When attempting to buy eBooks on the Amazon app on Android, you’re headed to a new screen explaining why the purchasing choice is gone.
If you update the app, you’ll notice a similar note as to what you see on an iOS device that says purchasing digital products on the app is unavailable.
Amazon pulled digital book purchasing support from iOS devices back in 2011. The goal was to avoid the “tax” Apple’s App Store imposes on digital goods. Unfortunately, Comixology, the comic book app, lost the ability in 2014, not long after Amazon received it.
It was and continues to be a profoundly annoying byproduct of the Apple App Store ecosystem. If you see a book you want to read and hit the switch to buy it, you get taken into the Amazon app. Then you have to immediately go back to the browser, navigate to Amazon, and buy the book thru that route. Not impossible — just frustrating.
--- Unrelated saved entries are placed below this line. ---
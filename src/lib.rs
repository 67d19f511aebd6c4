#![doc = include_str!("../README.md")]
#![warn(missing_docs)]

mod bbox;
mod error;
pub mod kdtree;
pub mod metric;
mod params;
mod result;
mod source;
mod r#type;

pub use bbox::{BoundingBox, Corner};
pub use error::{KdIndexError, Result};
pub use metric::{
    DistanceMetric, GeodesicCircle, GeodesicSphere, Manhattan, SimpleSquaredEuclidean,
    SquaredEuclidean,
};
pub use params::{KdTreeParams, SearchParams};
pub use r#type::{CoordType, IndexableNum};
pub use result::{KnnResultSet, Neighbor, RadiusResultSet, ResultSet};
pub use source::{CoordSource, FlatPoints, PointSource};
//! Binary encoding of a [`TreeCore`].
//!
//! Layout, all values in native endianness:
//!
//! | bytes       | content                                                      |
//! |-------------|--------------------------------------------------------------|
//! | 0           | magic `0xdf`                                                 |
//! | 1           | `(version << 4) + type index` of the coordinate type         |
//! | 2..4        | `u16` dimensionality                                         |
//! | 4..8        | `u32` leaf max size                                          |
//! | 8..12       | `u32` number of points in the source                         |
//! | 12..16      | `u32` length of the permutation                              |
//! | 16..20      | `u32` number of nodes                                        |
//!
//! followed by the root box (`low, high` per dimension), the permutation (`u16` entries when the
//! source has fewer than 65536 points, `u32` otherwise) and the nodes in pre-order. A node is a
//! tag byte, then `u32 first, u32 last` for a leaf or `u16 dim, N split` for an internal node.

use std::io::{self, Read, Write};

use bytemuck::{bytes_of, bytes_of_mut, cast_slice, Pod, Zeroable};

use crate::bbox::BoundingBox;
use crate::error::{KdIndexError, Result};
use crate::kdtree::arena::{Node, NodeArena};
use crate::kdtree::constants::{KDTREE_HEADER_SIZE, KDTREE_MAGIC, KDTREE_VERSION};
use crate::kdtree::tree::TreeCore;
use crate::r#type::IndexableNum;

const LEAF_TAG: u8 = 0;
const INTERNAL_TAG: u8 = 1;

/// Entries of the permutation read per `read_exact` call.
const READ_CHUNK: usize = 4096;

pub(crate) fn read_error(err: io::Error) -> KdIndexError {
    if err.kind() == io::ErrorKind::UnexpectedEof {
        KdIndexError::Serialization("Stream ended before the index was complete.".to_string())
    } else {
        KdIndexError::Io(err)
    }
}

pub(crate) fn read_pod<T: Pod, R: Read + ?Sized>(reader: &mut R) -> Result<T> {
    let mut value: T = Zeroable::zeroed();
    reader
        .read_exact(bytes_of_mut(&mut value))
        .map_err(read_error)?;
    Ok(value)
}

#[inline]
fn push_pod<T: Pod>(buffer: &mut Vec<u8>, value: T) {
    buffer.extend_from_slice(bytes_of(&value));
}

impl<N: IndexableNum> TreeCore<N> {
    /// Encode this tree. `num_points` is the size of the source it was built against.
    pub(crate) fn to_bytes(&self, num_points: usize) -> Vec<u8> {
        let wide_indices = num_points >= 65536;
        let index_bytes = if wide_indices { 4 } else { 2 };
        let mut data = Vec::with_capacity(
            KDTREE_HEADER_SIZE
                + 2 * self.dims * N::BYTES_PER_ELEMENT
                + self.permutation.len() * index_bytes
                + self.num_nodes() * (3 + N::BYTES_PER_ELEMENT),
        );

        data.push(KDTREE_MAGIC);
        data.push((KDTREE_VERSION << 4) + N::TYPE_INDEX);
        push_pod(&mut data, self.dims as u16);
        push_pod(&mut data, self.leaf_max_size as u32);
        push_pod(&mut data, num_points as u32);
        push_pod(&mut data, self.permutation.len() as u32);
        push_pod(&mut data, self.num_nodes() as u32);
        debug_assert_eq!(data.len(), KDTREE_HEADER_SIZE);

        for dim in 0..self.dims {
            push_pod(&mut data, self.bbox.low()[dim]);
            push_pod(&mut data, self.bbox.high()[dim]);
        }

        if wide_indices {
            data.extend_from_slice(cast_slice(&self.permutation));
        } else {
            for &index in &self.permutation {
                push_pod(&mut data, index as u16);
            }
        }

        let mut stack = vec![self.root];
        while let Some(id) = stack.pop() {
            match *self.node(id) {
                Node::Leaf { first, last } => {
                    data.push(LEAF_TAG);
                    push_pod(&mut data, first);
                    push_pod(&mut data, last);
                }
                Node::Internal {
                    dim,
                    split,
                    left,
                    right,
                } => {
                    data.push(INTERNAL_TAG);
                    push_pod(&mut data, dim);
                    push_pod(&mut data, split);
                    stack.push(right);
                    stack.push(left);
                }
            }
        }

        data
    }

    pub(crate) fn write<W: Write + ?Sized>(&self, writer: &mut W, num_points: usize) -> Result<()> {
        writer.write_all(&self.to_bytes(num_points))?;
        Ok(())
    }

    /// Decode a tree. Returns it with the source point count recorded in its header.
    pub(crate) fn read<R: Read + ?Sized>(reader: &mut R) -> Result<(Self, usize)> {
        let mut header = [0u8; KDTREE_HEADER_SIZE];
        reader.read_exact(&mut header).map_err(read_error)?;

        if header[0] != KDTREE_MAGIC {
            return Err(KdIndexError::Serialization(
                "Data not in kd-index tree format.".to_string(),
            ));
        }

        let version_and_type = header[1];
        let version = version_and_type >> 4;
        if version != KDTREE_VERSION {
            return Err(KdIndexError::Serialization(format!(
                "Got v{} data when expected v{}.",
                version, KDTREE_VERSION
            )));
        }

        let type_ = version_and_type & 0x0f;
        if type_ != N::TYPE_INDEX {
            return Err(KdIndexError::Serialization(format!(
                "Got type {} data when expected type {}.",
                type_,
                N::TYPE_INDEX
            )));
        }

        let dims = bytemuck::pod_read_unaligned::<u16>(&header[2..4]) as usize;
        let leaf_max_size = bytemuck::pod_read_unaligned::<u32>(&header[4..8]) as usize;
        let num_points = bytemuck::pod_read_unaligned::<u32>(&header[8..12]) as usize;
        let num_indices = bytemuck::pod_read_unaligned::<u32>(&header[12..16]) as usize;
        let num_nodes = bytemuck::pod_read_unaligned::<u32>(&header[16..20]) as usize;

        if dims == 0 || leaf_max_size == 0 || num_indices == 0 {
            return Err(KdIndexError::Serialization(format!(
                "Invalid header: {} dimensions, leaf size {}, {} points.",
                dims, leaf_max_size, num_indices
            )));
        }
        if num_indices > num_points {
            return Err(KdIndexError::Serialization(format!(
                "Tree references {} points but its source had {}.",
                num_indices, num_points
            )));
        }
        if num_nodes == 0 || num_nodes > 2 * num_indices {
            return Err(KdIndexError::Serialization(format!(
                "{} nodes is impossible for {} points.",
                num_nodes, num_indices
            )));
        }

        let mut low = Vec::with_capacity(dims);
        let mut high = Vec::with_capacity(dims);
        for _ in 0..dims {
            low.push(read_pod::<N, _>(reader)?);
            high.push(read_pod::<N, _>(reader)?);
        }
        let bbox = BoundingBox::try_new(low, high)
            .map_err(|err| KdIndexError::Serialization(err.to_string()))?;

        let permutation = read_permutation(reader, num_indices, num_points)?;

        let mut arena = NodeArena::new(None);
        let root = arena.alloc(Node::Leaf { first: 0, last: 0 })?;
        let mut stack = vec![root];
        while let Some(id) = stack.pop() {
            let tag: u8 = read_pod(reader)?;
            match tag {
                LEAF_TAG => {
                    let first: u32 = read_pod(reader)?;
                    let last: u32 = read_pod(reader)?;
                    if first > last || last as usize > num_indices {
                        return Err(KdIndexError::Serialization(format!(
                            "Leaf range {}..{} is outside 0..{}.",
                            first, last, num_indices
                        )));
                    }
                    arena.set(id, Node::Leaf { first, last });
                }
                INTERNAL_TAG => {
                    let dim: u16 = read_pod(reader)?;
                    let split: N = read_pod(reader)?;
                    if dim as usize >= dims {
                        return Err(KdIndexError::Serialization(format!(
                            "Split dimension {} out of {}.",
                            dim, dims
                        )));
                    }
                    if arena.len() + 2 > num_nodes {
                        return Err(KdIndexError::Serialization(format!(
                            "More than the {} nodes announced in the header.",
                            num_nodes
                        )));
                    }
                    let left = arena.alloc(Node::Leaf { first: 0, last: 0 })?;
                    let right = arena.alloc(Node::Leaf { first: 0, last: 0 })?;
                    arena.set(
                        id,
                        Node::Internal {
                            dim,
                            split,
                            left,
                            right,
                        },
                    );
                    stack.push(right);
                    stack.push(left);
                }
                t => {
                    return Err(KdIndexError::Serialization(format!(
                        "Unexpected node tag {}.",
                        t
                    )))
                }
            }
        }

        if arena.len() != num_nodes {
            return Err(KdIndexError::Serialization(format!(
                "Read {} nodes when the header announced {}.",
                arena.len(),
                num_nodes
            )));
        }

        let tree = Self {
            dims,
            leaf_max_size,
            permutation,
            bbox,
            arena,
            root,
        };
        Ok((tree, num_points))
    }
}

fn read_permutation<R: Read + ?Sized>(
    reader: &mut R,
    num_indices: usize,
    num_points: usize,
) -> Result<Vec<u32>> {
    let wide_indices = num_points >= 65536;
    let mut permutation: Vec<u32> = Vec::with_capacity(num_indices.min(READ_CHUNK));

    while permutation.len() < num_indices {
        let count = (num_indices - permutation.len()).min(READ_CHUNK);
        if wide_indices {
            let mut chunk = vec![0u32; count];
            reader
                .read_exact(bytemuck::cast_slice_mut(&mut chunk))
                .map_err(read_error)?;
            permutation.extend_from_slice(&chunk);
        } else {
            let mut chunk = vec![0u16; count];
            reader
                .read_exact(bytemuck::cast_slice_mut(&mut chunk))
                .map_err(read_error)?;
            permutation.extend(chunk.into_iter().map(u32::from));
        }
    }

    if let Some(bad) = permutation.iter().find(|&&i| i as usize >= num_points) {
        return Err(KdIndexError::Serialization(format!(
            "Point index {} out of {}.",
            bad, num_points
        )));
    }
    Ok(permutation)
}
By comparison, buying content on an Android device felt like getting away with something. While Google desired apps to use Google’s billing system for buying digital goods, it rarely actually enforced the expectation.
But Google is currently cracking down on app developers skirting around its rules. Starting June 1st, Google said it would remove apps that didn’t comply with its billing system rules. In addition, Amazon ended support for buying Audible audiobooks via the Android app on April 1st, 2022, and competitor Barnes & Noble ended support for purchasing digital books via its app on April 4th.
Oddly, in March, Google announced a pilot program to let app developers use their billing systems. The pilot program includes Spotify but not Amazon.
That pilot program is likely due to Google’s legal battle with Epic Games. The billing system crackdown may not help Google’s case, but much of Epic’s fight with Google is over the inconsistency with which it treats partners. Treating everyone the same, even if it makes the user experience worse, is still treating everyone the same.